- _ASSIGNED TASK_
The entries below hold a line with "Vanilla dimensions use" and a line with "the type id.". Return those lines and all that lie between them, exactly and only.

** DATA FOR THIS TASK follows **

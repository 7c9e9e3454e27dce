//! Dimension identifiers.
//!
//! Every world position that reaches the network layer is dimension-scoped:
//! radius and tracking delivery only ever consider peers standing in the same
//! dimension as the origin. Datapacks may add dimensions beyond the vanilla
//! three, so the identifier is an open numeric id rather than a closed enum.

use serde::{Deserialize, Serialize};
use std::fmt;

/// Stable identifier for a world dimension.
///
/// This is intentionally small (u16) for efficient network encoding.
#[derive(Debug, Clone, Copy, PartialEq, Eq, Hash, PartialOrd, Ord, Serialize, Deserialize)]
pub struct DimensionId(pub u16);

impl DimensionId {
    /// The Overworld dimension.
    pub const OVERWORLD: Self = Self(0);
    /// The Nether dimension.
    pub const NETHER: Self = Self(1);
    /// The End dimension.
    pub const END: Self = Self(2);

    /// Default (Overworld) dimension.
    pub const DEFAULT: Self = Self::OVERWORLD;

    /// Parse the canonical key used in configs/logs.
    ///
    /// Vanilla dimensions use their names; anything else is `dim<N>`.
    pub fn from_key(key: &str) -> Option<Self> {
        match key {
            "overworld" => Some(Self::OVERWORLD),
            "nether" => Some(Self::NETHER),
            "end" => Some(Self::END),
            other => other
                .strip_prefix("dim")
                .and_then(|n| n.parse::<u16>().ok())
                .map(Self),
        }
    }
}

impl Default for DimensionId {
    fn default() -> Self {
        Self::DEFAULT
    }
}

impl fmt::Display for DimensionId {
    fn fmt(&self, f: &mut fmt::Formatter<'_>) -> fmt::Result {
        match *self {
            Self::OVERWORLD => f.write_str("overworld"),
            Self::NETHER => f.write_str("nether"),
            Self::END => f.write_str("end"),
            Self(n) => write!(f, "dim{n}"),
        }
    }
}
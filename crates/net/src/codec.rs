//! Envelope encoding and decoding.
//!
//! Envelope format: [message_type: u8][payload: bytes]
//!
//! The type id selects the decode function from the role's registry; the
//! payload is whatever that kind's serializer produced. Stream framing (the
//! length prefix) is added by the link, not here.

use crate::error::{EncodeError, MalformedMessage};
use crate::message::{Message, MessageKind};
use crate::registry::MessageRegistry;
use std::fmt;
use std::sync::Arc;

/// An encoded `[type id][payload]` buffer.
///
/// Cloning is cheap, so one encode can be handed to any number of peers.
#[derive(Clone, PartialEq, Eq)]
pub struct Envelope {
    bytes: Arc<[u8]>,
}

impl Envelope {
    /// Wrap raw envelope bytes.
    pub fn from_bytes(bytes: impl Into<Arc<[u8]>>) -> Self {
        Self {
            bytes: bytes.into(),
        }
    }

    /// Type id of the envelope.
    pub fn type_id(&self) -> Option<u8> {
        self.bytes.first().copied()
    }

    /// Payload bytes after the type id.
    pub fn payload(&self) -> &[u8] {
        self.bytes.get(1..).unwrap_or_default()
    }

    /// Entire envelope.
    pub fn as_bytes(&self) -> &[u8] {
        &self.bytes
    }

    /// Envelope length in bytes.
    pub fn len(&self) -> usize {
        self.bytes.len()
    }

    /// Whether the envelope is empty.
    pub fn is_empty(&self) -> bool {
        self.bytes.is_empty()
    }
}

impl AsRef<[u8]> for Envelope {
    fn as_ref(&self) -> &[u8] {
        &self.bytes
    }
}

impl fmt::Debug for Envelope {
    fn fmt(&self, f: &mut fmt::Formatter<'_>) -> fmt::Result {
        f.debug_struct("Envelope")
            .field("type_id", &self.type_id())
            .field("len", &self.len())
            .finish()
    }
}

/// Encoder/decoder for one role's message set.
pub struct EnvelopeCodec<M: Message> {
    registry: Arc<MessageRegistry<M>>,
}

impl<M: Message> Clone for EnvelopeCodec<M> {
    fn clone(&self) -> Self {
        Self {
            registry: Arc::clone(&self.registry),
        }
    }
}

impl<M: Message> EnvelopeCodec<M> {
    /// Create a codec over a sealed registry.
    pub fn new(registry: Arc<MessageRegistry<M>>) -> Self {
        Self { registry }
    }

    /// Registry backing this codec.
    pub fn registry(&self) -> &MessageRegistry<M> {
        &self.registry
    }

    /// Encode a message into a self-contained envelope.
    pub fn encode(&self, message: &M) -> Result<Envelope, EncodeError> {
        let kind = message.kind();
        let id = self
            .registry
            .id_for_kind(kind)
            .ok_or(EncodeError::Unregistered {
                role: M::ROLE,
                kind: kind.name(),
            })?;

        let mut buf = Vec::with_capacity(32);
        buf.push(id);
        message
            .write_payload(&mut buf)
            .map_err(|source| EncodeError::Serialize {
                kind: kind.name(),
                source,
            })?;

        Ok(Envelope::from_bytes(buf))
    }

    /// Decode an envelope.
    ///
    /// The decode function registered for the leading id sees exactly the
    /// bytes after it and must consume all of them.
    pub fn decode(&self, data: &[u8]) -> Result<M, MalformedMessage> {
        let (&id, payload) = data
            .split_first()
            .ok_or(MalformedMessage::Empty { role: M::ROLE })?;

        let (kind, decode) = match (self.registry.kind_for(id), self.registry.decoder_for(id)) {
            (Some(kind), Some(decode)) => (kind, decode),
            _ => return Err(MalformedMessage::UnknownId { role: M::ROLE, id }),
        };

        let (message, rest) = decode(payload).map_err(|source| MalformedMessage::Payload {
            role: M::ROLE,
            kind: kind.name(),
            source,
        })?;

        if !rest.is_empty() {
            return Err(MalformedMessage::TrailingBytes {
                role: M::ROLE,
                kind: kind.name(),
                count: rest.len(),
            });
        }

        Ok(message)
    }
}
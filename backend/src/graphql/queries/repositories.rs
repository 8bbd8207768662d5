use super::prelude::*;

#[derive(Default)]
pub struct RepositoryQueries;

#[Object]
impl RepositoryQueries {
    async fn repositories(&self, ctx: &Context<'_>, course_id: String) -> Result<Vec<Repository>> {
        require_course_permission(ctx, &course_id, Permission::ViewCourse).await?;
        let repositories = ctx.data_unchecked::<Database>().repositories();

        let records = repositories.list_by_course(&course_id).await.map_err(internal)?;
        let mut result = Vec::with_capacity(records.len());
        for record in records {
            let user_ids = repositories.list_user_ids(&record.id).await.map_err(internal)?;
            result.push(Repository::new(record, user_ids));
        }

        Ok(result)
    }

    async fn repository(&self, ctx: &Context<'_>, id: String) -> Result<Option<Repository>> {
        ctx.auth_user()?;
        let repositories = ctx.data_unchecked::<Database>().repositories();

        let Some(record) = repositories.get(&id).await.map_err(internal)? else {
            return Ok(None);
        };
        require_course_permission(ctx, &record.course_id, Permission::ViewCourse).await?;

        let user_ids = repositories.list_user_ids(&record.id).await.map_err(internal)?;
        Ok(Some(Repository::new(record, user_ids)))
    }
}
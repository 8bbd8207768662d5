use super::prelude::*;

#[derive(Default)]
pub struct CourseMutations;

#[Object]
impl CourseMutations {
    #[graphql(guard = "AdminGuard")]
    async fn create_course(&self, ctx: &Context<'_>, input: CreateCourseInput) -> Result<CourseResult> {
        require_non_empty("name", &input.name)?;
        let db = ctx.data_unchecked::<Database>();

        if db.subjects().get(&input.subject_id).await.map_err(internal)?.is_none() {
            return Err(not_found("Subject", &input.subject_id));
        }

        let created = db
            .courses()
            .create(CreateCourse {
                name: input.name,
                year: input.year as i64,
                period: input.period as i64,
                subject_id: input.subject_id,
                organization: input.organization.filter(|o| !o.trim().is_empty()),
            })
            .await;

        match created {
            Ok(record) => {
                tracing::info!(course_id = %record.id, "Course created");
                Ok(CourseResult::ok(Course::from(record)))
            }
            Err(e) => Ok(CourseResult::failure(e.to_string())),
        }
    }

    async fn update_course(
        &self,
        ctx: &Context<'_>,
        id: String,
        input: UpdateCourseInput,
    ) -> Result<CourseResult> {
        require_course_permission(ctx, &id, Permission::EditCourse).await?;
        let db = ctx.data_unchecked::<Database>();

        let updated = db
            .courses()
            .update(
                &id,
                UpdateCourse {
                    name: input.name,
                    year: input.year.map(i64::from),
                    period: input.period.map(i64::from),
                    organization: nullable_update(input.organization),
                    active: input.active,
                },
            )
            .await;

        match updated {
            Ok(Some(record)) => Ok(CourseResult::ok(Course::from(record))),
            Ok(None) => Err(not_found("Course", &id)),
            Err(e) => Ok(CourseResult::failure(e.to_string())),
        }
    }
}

** End of DATA FOR THIS TASK **

- _WRITTEN ANSWER_
    /// Vanilla dimensions use their names; anything else is `dim<N>`.
    pub fn from_key(key: &str) -> Option<Self> {
        match key {
            "overworld" => Some(Self::OVERWORLD),
            "nether" => Some(Self::NETHER),
            "end" => Some(Self::END),
            other => other
                .strip_prefix("dim")
                .and_then(|n| n.parse::<u16>().ok())
                .map(Self),
        }
    }
}

impl Default for DimensionId {
    fn default() -> Self {
        Self::DEFAULT
    }
}

impl fmt::Display for DimensionId {
    fn fmt(&self, f: &mut fmt::Formatter<'_>) -> fmt::Result {
        match *self {
            Self::OVERWORLD => f.write_str("overworld"),
            Self::NETHER => f.write_str("nether"),
            Self::END => f.write_str("end"),
            Self(n) => write!(f, "dim{n}"),
        }
    }
}
filename crates/net/src/codec.rs
//! Envelope encoding and decoding.
//!
//! Envelope format: [message_type: u8][payload: bytes]
//!
//! The type id selects the decode function from the role's registry; the
//! payload is whatever that kind's serializer produced. Stream framing (the
//! length prefix) is added by the link, not here.

use crate::error::{EncodeError, MalformedMessage};
use crate::message::{Message, MessageKind};
use crate::registry::MessageRegistry;
use std::fmt;
use std::sync::Arc;

/// An encoded `[type id][payload]` buffer.
///
/// Cloning is cheap, so one encode can be handed to any number of peers.
#[derive(Clone, PartialEq, Eq)]
pub struct Envelope {
    bytes: Arc<[u8]>,
}

impl Envelope {
    /// Wrap raw envelope bytes.
    pub fn from_bytes(bytes: impl Into<Arc<[u8]>>) -> Self {
        Self {
            bytes: bytes.into(),
        }
    }

    /// Type id of the envelope.
    pub fn type_id(&self) -> Option<u8> {
        self.bytes.first().copied()
    }

    /// Payload bytes after the type id.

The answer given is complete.